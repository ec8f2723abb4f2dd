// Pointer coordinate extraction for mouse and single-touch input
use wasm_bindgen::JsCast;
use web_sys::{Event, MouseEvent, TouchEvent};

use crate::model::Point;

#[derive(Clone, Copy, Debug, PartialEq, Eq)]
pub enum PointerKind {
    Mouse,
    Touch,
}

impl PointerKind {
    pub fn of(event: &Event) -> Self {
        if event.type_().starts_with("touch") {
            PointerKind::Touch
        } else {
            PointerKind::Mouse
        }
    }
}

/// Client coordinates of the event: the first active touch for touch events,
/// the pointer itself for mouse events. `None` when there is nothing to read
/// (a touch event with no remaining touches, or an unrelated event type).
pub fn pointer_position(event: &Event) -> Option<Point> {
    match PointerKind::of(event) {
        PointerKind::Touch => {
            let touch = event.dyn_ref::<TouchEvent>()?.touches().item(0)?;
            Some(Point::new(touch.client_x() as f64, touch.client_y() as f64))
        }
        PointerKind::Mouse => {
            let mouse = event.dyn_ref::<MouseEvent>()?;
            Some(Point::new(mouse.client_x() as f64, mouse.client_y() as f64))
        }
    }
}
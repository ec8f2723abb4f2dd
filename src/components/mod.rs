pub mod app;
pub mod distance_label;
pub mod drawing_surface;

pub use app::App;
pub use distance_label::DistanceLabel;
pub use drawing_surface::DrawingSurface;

# # # #

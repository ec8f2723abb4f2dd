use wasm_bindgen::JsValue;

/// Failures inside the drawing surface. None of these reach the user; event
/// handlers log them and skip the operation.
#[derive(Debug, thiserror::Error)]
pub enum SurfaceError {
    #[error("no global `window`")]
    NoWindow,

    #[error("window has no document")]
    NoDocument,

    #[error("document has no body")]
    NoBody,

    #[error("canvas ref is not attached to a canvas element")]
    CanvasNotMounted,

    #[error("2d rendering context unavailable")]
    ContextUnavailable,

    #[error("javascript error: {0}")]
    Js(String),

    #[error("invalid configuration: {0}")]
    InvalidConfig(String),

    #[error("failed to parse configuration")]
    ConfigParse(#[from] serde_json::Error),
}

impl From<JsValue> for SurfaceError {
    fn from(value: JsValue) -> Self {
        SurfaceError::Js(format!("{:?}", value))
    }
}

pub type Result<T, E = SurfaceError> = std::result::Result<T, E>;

# # # #

For every line of the material above that contains the word "TouchEvent", show the line.

use web_sys::{Event, MouseEvent, TouchEvent};
            let touch = event.dyn_ref::<TouchEvent>()?.touches().item(0)?;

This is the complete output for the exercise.